On my third night of cake decorating I learned how to make different types of flowers. First though we were instructed to bring pre-made cupcakes (I brought the leftover Red Velvet cupcakes from Sue's shower). She then showed us how to frost the cupcakes. For this particular design we used a star tip and a 10 inch featherweight piping bag with the white Wilton recipe for criscocream. You can use one of the nails the Decorating Basics kit comes with (and your cupcake might in fact fly off of it and go splat), or you can set it in front of you. The point is to cover all the showing cake with frosting, or "the good stuff" as defined by Rita, our instructor. I personally like a little bit of the cake showing; it shows the pretty contrast between the cake and the frosting, especially if you have a red cake and white frosting! But, to each her own. When ready, hold the piping bag at a ninety degree angle, and start at the edge of your cake. Make a complete circle around the edge of the cake, and when you come back around go up slightly on the layer you already made. Keep circling around until the cake is covered. When finishing, stop the pressure on the bag and lift off. If you keep pressure going you will not have a neat little star shape. It should look like this:

Once our six cupcakes were properly frosted we learned how to make shaggy mums, drop flowers, rosettes, and shell boarders. These were all so much fun! Here is a picture of the first flower that we made:

Crazy flowers that were fun, but I will probably never make again.
Mine ended up turning out kind of funky because the frosting was so stiff--it kept sticking to the tip, and refused to let go! Rita told us to not ever use the stiff frosting recipe because it's more like sticky paste, and completely non-malleable. The medium consistency is better, but ours definitely needed to have more water added to it! Anyway, they were fun to make, and everyone really had a ball making these. The one woman had a wilted flower. Instead of the "petals" sticking up, they were sticking to the bottom, and really did look like dead flowers. She worked hard though, and got some beautiful flowers at the end. 
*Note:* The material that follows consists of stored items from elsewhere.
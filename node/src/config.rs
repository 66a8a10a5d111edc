//! Peer node configuration.
//!
//! This configures the HTTP listen address and the startup behaviour of
//! the node. The underlying chain configuration is taken from
//! `vaxchain::ChainConfig::from_env()`.

use std::net::SocketAddr;

use vaxchain::config::is_truthy;

/// Configuration for the peer HTTP server and startup actions.
#[derive(Clone, Debug)]
pub struct NodeConfig {
    /// Address to bind the HTTP server to.
    pub listen_addr: SocketAddr,
    /// Create a genesis block when no chain could be loaded from disk.
    pub create_genesis: bool,
    /// Broadcast an admission request on startup unless already admitted.
    pub register_as_admission: bool,
}

impl Default for NodeConfig {
    fn default() -> Self {
        // Safe to unwrap: fixed, valid address literal.
        // Bind to all interfaces so peers in other containers can reach us.
        let addr: SocketAddr = "0.0.0.0:9000"
            .parse()
            .expect("hard-coded listen address should parse");
        Self {
            listen_addr: addr,
            create_genesis: false,
            register_as_admission: false,
        }
    }
}

impl NodeConfig {
    /// Overlays `VAXCHAIN_LISTEN_ADDR`, `CREATE_GENESIS` and
    /// `REGISTER_AS_ADMISSION` on the defaults.
    pub fn from_env() -> Result<Self, String> {
        let mut cfg = Self::default();
        if let Ok(v) = std::env::var("VAXCHAIN_LISTEN_ADDR") {
            cfg.listen_addr = v
                .parse()
                .map_err(|e| format!("invalid VAXCHAIN_LISTEN_ADDR {v:?}: {e}"))?;
        }
        if let Ok(v) = std::env::var("CREATE_GENESIS") {
            cfg.create_genesis = is_truthy(&v);
        }
        if let Ok(v) = std::env::var("REGISTER_AS_ADMISSION") {
            cfg.register_as_admission = is_truthy(&v);
        }
        Ok(cfg)
    }
}
//! In-memory block store.
//!
//! This implementation is useful for unit tests and multi-node
//! simulations. It keeps blocks in insertion order and returns them
//! sorted by index on load.

use crate::consensus::store::BlockStore;
use crate::storage::StorageError;
use crate::types::{Block, BlockHash};

/// In-memory implementation of [`BlockStore`].
#[derive(Default)]
pub struct InMemoryBlockStore {
    blocks: Vec<Block>,
    pruned_roots: Vec<BlockHash>,
}

impl InMemoryBlockStore {
    /// Creates a new, empty in-memory block store.
    pub fn new() -> Self {
        Self::default()
    }

    /// Returns the number of blocks currently stored.
    pub fn len(&self) -> usize {
        self.blocks.len()
    }

    /// Returns `true` if no blocks are stored.
    pub fn is_empty(&self) -> bool {
        self.blocks.is_empty()
    }
}

impl BlockStore for InMemoryBlockStore {
    fn put_block(&mut self, block: &Block) -> Result<(), StorageError> {
        if !block.is_sealed() {
            return Err(StorageError::Unsealed(block.header.index));
        }
        self.blocks.push(block.clone());
        Ok(())
    }

    fn load_blocks(&self) -> Result<Option<Vec<Block>>, StorageError> {
        let genesis_count = self.blocks.iter().filter(|b| b.header.index == 0).count();
        if genesis_count != 1 {
            return Ok(None);
        }
        let mut blocks = self.blocks.clone();
        blocks.sort_by_key(|b| b.header.index);
        Ok(Some(blocks))
    }

    fn put_pruned_root(&mut self, root: &BlockHash) -> Result<(), StorageError> {
        self.pruned_roots.push(*root);
        Ok(())
    }

    fn load_pruned_roots(&self) -> Result<Vec<BlockHash>, StorageError> {
        Ok(self.pruned_roots.clone())
    }
}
Drop flowers, rosettes, and leaves
The next thing we did was learn how to make a drop flower. You use one of the star tips, press it to the cake, use enough pressure so that the frosting makes lines in the shape of a flower, stop pressure, and finally, lift off! This gives you a lovely flower. With one of the smaller round tips, you can add a dot of frosting to the middle, and make a gorgeous flower! The technique is basically the same for the other variation of the drop star. The only difference is to extend your arm so that it is parallel to your body. Once you have the flower shape starting to form, you turn your arm so that it is perpendicular to your body. this make a little ruffle to your flower. Again, you can use a round tip to make the center of your flower. 

Rosettes and leaves
Rosettes were very similar to the motions of frosting the cupcake. You make a blob in the center of your potential flower, then swing your arm up, to the right, and then finally swinging around to the left. It makes a cute little rosette!

This class was so much fun. I think making leaves was my favorite. The look rather difficult to make, and the tip seems ominous, but it's so easy! I can definitely see myself making these flowers and leaves again. 

I think I added all but one flower to this cupcake. A hodgepodge of everything I learned!